* Exercise directions: From the data below, repeat exactly the lines from the line with "let gumball = Self" to the line with "committed parcel move.", both included.

* Source records:
------------------------------------------------------------------------
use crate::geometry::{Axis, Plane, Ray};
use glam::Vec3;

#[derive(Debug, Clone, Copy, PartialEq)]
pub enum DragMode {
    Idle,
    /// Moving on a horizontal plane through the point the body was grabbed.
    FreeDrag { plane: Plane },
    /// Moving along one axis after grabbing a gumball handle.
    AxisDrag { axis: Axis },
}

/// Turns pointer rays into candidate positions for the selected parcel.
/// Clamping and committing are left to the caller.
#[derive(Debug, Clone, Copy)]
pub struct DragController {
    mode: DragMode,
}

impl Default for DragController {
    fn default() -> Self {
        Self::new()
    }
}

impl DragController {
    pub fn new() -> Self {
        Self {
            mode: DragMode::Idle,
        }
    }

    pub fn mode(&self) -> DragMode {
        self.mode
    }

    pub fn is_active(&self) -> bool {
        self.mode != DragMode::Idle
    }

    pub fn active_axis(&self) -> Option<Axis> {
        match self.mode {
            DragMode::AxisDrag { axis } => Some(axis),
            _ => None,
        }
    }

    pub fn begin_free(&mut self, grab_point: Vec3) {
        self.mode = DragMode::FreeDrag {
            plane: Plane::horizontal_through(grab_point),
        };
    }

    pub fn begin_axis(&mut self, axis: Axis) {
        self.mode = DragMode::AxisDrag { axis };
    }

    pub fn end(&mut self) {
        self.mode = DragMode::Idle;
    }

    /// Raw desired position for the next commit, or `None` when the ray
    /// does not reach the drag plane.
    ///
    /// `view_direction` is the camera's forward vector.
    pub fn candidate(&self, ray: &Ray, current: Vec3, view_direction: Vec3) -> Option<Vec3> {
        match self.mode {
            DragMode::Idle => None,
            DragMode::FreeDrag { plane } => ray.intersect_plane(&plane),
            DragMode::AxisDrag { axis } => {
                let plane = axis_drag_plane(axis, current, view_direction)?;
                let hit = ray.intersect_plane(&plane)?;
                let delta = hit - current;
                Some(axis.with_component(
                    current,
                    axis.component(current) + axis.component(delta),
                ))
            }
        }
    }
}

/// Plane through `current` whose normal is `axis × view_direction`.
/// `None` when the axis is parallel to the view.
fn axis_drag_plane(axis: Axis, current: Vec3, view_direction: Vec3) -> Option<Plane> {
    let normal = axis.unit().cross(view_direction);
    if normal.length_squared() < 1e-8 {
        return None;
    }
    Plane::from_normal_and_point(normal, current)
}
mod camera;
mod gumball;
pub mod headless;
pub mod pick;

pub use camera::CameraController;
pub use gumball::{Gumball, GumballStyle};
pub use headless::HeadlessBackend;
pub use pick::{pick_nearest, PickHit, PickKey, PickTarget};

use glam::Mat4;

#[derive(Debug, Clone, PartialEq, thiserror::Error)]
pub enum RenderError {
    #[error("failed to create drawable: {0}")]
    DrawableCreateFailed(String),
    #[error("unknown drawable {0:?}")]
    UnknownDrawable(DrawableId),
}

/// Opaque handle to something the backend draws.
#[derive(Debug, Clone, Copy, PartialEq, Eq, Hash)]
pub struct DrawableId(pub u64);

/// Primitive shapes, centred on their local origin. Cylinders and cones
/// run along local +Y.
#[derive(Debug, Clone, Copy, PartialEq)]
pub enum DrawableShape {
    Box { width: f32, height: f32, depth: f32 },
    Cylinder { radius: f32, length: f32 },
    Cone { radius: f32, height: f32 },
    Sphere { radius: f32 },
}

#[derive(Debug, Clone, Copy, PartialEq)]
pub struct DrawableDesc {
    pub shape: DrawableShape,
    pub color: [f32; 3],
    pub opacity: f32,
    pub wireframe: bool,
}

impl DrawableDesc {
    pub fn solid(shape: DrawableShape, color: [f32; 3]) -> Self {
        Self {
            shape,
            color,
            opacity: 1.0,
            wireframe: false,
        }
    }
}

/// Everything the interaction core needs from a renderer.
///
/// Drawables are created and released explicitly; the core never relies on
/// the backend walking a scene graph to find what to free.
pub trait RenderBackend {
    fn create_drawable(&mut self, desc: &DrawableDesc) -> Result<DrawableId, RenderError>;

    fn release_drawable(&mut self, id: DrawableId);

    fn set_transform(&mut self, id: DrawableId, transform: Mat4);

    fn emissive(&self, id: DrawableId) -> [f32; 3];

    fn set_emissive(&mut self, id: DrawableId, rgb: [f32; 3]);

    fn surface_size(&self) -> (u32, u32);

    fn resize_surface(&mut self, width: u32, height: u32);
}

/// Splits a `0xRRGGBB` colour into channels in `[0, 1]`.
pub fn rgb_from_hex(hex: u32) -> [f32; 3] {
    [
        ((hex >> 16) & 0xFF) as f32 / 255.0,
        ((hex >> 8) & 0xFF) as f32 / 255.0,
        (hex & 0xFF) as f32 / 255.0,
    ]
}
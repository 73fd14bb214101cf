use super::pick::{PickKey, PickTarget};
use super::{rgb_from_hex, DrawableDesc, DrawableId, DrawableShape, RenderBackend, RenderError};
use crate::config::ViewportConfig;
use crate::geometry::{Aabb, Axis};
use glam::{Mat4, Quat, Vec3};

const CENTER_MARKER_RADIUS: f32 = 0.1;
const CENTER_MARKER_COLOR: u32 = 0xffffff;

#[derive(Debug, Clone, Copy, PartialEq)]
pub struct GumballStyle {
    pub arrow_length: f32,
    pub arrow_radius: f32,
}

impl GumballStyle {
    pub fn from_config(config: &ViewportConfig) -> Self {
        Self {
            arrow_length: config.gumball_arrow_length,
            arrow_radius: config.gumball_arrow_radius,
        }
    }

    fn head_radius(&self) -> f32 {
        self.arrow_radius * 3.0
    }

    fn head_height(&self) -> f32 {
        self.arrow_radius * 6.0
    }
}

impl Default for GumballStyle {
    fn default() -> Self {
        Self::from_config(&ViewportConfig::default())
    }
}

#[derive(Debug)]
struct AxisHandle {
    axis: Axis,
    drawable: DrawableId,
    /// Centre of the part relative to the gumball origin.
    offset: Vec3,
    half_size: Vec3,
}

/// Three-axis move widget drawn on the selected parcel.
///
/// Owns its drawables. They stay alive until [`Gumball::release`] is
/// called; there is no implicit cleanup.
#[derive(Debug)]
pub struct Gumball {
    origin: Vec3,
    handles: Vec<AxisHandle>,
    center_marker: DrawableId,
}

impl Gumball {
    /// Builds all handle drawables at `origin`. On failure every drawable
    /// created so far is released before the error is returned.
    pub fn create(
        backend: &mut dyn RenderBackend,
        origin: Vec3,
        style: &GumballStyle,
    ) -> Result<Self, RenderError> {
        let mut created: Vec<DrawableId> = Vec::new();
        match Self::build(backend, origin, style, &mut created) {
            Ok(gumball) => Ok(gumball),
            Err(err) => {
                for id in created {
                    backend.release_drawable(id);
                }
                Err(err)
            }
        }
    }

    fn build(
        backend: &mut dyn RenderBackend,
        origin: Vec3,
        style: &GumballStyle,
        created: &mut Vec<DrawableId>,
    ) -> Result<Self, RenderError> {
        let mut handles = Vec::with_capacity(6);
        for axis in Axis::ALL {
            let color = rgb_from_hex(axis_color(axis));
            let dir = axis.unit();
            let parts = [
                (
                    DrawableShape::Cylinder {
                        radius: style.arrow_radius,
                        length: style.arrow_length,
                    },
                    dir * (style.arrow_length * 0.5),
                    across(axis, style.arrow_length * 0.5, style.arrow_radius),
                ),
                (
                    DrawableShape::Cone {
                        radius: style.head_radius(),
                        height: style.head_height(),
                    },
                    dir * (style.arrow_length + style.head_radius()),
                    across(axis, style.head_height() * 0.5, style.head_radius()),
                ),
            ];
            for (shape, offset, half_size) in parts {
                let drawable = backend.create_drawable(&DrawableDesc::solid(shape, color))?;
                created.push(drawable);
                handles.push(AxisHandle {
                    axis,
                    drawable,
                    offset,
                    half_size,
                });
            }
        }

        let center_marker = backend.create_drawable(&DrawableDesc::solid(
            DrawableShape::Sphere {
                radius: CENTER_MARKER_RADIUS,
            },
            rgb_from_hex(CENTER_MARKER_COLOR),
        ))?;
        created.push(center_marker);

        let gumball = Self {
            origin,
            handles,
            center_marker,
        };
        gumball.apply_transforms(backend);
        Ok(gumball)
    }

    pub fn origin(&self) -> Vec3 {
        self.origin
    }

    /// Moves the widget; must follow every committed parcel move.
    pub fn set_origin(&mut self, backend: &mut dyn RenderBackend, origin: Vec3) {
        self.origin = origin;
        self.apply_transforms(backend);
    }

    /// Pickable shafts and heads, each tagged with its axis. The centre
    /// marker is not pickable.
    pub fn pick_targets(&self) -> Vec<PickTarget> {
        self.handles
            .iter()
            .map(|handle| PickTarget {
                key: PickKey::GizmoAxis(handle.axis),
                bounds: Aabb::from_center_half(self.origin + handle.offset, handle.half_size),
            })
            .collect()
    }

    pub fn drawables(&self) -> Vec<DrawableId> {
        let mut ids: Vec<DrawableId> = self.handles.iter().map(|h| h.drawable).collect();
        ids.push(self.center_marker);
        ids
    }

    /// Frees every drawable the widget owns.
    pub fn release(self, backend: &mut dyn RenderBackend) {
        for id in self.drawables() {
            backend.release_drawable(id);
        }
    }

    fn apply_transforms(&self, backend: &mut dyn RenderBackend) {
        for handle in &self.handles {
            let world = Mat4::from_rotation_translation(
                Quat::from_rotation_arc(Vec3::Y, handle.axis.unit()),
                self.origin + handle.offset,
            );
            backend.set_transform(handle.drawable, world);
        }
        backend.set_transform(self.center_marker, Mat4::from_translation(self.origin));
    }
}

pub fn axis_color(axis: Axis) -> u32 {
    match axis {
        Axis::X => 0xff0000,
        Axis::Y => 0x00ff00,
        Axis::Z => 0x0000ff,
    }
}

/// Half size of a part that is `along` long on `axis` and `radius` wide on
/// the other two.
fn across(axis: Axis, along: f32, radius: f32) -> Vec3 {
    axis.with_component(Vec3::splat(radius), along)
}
------------------------------------------------------------------------
* Task solution:
        let gumball = Self {
            origin,
            handles,
            center_marker,
        };
        gumball.apply_transforms(backend);
        Ok(gumball)
    }

    pub fn origin(&self) -> Vec3 {
        self.origin
    }

    /// Moves the widget; must follow every committed parcel move.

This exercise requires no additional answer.